No volví a casa caminando sobre mis piernas. Fue la de Bardolph la que me llevó por el laberinto de calles que sepultaron mis modestas penínsulas. Clara, tambaleándose imaginariamente en medio de la acera, contó su vida con todos los detalles necesarios para hacer creíble su relato. Mi mente estaba ocupada en otra parte y hablaba al oído de Bardolph. Se estremecía en los momentos en que se mencionaba el placer sin matices. Pero el tipo siguió adelante sin dejarse impresionar por esta jungla urbana. Era tan fantástico, este Bardolph, que la gente de las aceras se apartaba cautelosamente cuando pasaba. Todavía tenía la pistola. Incluso había disparado una o dos veces al metal esmaltado de una señal de tráfico. Siempre he odiado a estos personajes de la geografía municipal.
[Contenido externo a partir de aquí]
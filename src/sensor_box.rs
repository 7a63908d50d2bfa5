//! # Box Configuration
//!
//! Read-only description of a registered device ("box"): its sensors and the
//! TTN integration block that selects a decoding profile. The types mirror the
//! JSON documents the ingestion pipeline already stores, so they deserialize
//! straight from it.

use crate::error::ConfigLoadError;
use serde::{Deserialize, Serialize};
use std::path::Path;

/// A device with an ordered sensor list and its integration settings.
#[derive(Debug, Clone, Default, PartialEq, Serialize, Deserialize)]
pub struct SensorBox {
    #[serde(default)]
    pub sensors: Vec<Sensor>,

    #[serde(default)]
    pub integrations: Integrations,
}

/// One sensor of a box.
#[derive(Debug, Clone, Default, PartialEq, Serialize, Deserialize)]
pub struct Sensor {
    #[serde(alias = "_id")]
    pub id: String,

    #[serde(default)]
    pub title: String,

    #[serde(default, rename = "sensorType", alias = "type")]
    pub sensor_type: String,
}

#[derive(Debug, Clone, Default, PartialEq, Serialize, Deserialize)]
pub struct Integrations {
    #[serde(default, skip_serializing_if = "Option::is_none")]
    pub ttn: Option<TtnIntegration>,
}

/// Profile name plus the profile-specific decoding parameters.
///
/// The shape of `decodeOptions` depends on the profile: a list of decoder
/// steps for lora-serialization, a byteMask for debug. It is kept as raw JSON
/// and read through [`TtnIntegration::decode_steps`] or
/// [`TtnIntegration::debug_mask`].
#[derive(Debug, Clone, Default, PartialEq, Serialize, Deserialize)]
#[serde(rename_all = "camelCase")]
pub struct TtnIntegration {
    pub profile: String,

    #[serde(default, skip_serializing_if = "Option::is_none")]
    pub decode_options: Option<serde_json::Value>,

    #[serde(default, skip_serializing_if = "Option::is_none")]
    pub byte_mask: Option<Vec<ByteMaskEntry>>,
}

/// Selects a sensor by any combination of id, title and type.
#[derive(Debug, Clone, Default, PartialEq, Eq, Serialize, Deserialize)]
pub struct SensorRef {
    #[serde(default, skip_serializing_if = "Option::is_none")]
    pub sensor_id: Option<String>,

    #[serde(default, skip_serializing_if = "Option::is_none")]
    pub sensor_title: Option<String>,

    #[serde(default, skip_serializing_if = "Option::is_none")]
    pub sensor_type: Option<String>,
}

impl SensorRef {
    pub fn by_id(id: impl Into<String>) -> Self {
        Self {
            sensor_id: Some(id.into()),
            ..Default::default()
        }
    }

    pub fn by_title(title: impl Into<String>) -> Self {
        Self {
            sensor_title: Some(title.into()),
            ..Default::default()
        }
    }

    /// True when none of the three reference fields is set
    pub fn is_empty(&self) -> bool {
        self.sensor_id.is_none() && self.sensor_title.is_none() && self.sensor_type.is_none()
    }

    /// Every present field has to match.
    pub fn matches(&self, sensor: &Sensor) -> bool {
        if self.is_empty() {
            return false;
        }
        let id_ok = self.sensor_id.as_deref().map_or(true, |id| id == sensor.id);
        let title_ok = self
            .sensor_title
            .as_deref()
            .map_or(true, |title| title == sensor.title);
        let type_ok = self
            .sensor_type
            .as_deref()
            .map_or(true, |ty| ty == sensor.sensor_type);
        id_ok && title_ok && type_ok
    }
}

impl TtnIntegration {
    /// `decodeOptions` read as lora-serialization steps.
    ///
    /// `None` when absent or not a list of decoder objects.
    pub fn decode_steps(&self) -> Option<Vec<DecodeOption>> {
        let options = self.decode_options.as_ref()?;
        Vec::<DecodeOption>::deserialize(options).ok()
    }

    /// The debug byteMask; `decodeOptions` wins over `byteMask` when both are set
    pub fn debug_mask(&self) -> Option<Vec<ByteMaskEntry>> {
        match &self.decode_options {
            Some(options) => Vec::<ByteMaskEntry>::deserialize(options).ok(),
            None => self.byte_mask.clone(),
        }
    }
}

/// One step of the lora-serialization pipeline.
#[derive(Debug, Clone, Default, PartialEq, Eq, Serialize, Deserialize)]
pub struct DecodeOption {
    /// Transformer name; a missing key is left to validation to reject
    #[serde(default)]
    pub decoder: String,

    #[serde(flatten)]
    pub sensor: SensorRef,
}

impl DecodeOption {
    /// A step that only sets decode context (`unixtime`, `latLng`)
    pub fn context(decoder: impl Into<String>) -> Self {
        Self {
            decoder: decoder.into(),
            sensor: SensorRef::default(),
        }
    }

    pub fn for_sensor(decoder: impl Into<String>, sensor: SensorRef) -> Self {
        Self {
            decoder: decoder.into(),
            sensor,
        }
    }
}

/// One entry of a debug byteMask.
///
/// The numeric form is the byte width of the field, which must be 1; the
/// sensor is then taken from the same position of the sensor list.
#[derive(Debug, Clone, PartialEq, Eq, Serialize, Deserialize)]
#[serde(untagged)]
pub enum ByteMaskEntry {
    Width(u8),
    Sensor(SensorRef),
}

impl SensorBox {
    pub fn from_json_str(json: &str) -> Result<Self, ConfigLoadError> {
        Ok(serde_json::from_str(json)?)
    }

    pub fn from_json_file(path: impl AsRef<Path>) -> Result<Self, ConfigLoadError> {
        let contents = std::fs::read_to_string(path)?;
        Self::from_json_str(&contents)
    }

    /// The TTN integration block, if configured
    pub fn ttn(&self) -> Option<&TtnIntegration> {
        self.integrations.ttn.as_ref()
    }

    /// First sensor matching the reference, in box order
    pub fn find_sensor(&self, reference: &SensorRef) -> Option<&Sensor> {
        self.sensors.iter().find(|s| reference.matches(s))
    }

    /// First sensor whose title matches, ignoring case
    pub fn find_sensor_by_title(&self, title: &str) -> Option<&Sensor> {
        let wanted = title.to_lowercase();
        self.sensors
            .iter()
            .find(|s| s.title.to_lowercase() == wanted)
    }
}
Sobre todo, porque sus secuaces, impecablemente estúpidos en sus uniformes, me inspiraron sólo vómitos y críticas documentadas en el arsenal de la psicología. No conocimos a ninguna persona digna de mi lucha. Miserables o desafortunados, pasaron de largo sin preguntarme por mi imaginación. ¿Había sacado Bardolph los cartuchos del cañón después del asalto que había hecho al panel ? No está escrito.

Finalmente, en una noche sin luna, pero poblada de obstinados faroles, Clara abrió mi puerta y apartó la cortina mientras pulsaba un interruptor de la luz. Bardolph me arrojó sin contemplaciones a un sofá de seda en el que me hacía el remolón. Esta interpretación baudelairiana de la vuelta a casa no atrajo a mi perro, que, apropiadamente, se llama Argos. Entonces el robusto portero saludó sin volverse y desapareció por la puerta, desaparición que atribuí inmediatamente al cierre de la cortina. Las luces de la calle ya no eran de este mundo. Estaba en casa. ¡Con Clara !

Se desnudó rápidamente y se metió en la cama. Puse la pistola en el tocador. Estaba junto a las joyas de la familia y algunos retratos que no vale la pena describir aquí. Encendí un cigarrillo, pensando en Zenón. No había bebido lo suficiente. Y no había bebido lo que debía. La noticia me había cogido muy desprevenido.

Me acerqué a la cama. Clara dormía desnuda y sin sábanas. Y en su espalda. Admiré por un momento este magnífico cuerpo. Ninguna erección confirmó mi deseo. Me vi en el espejo de la consola mallarmeana que compré en el mercadillo un domingo por la mañana. Todavía recuerdo la angustia. Me senté en el borde de la cama. Clara gimió, como de placer. Poco a poco fui recuperando la conciencia. Y me puse a llorar. Clara es mi esposa.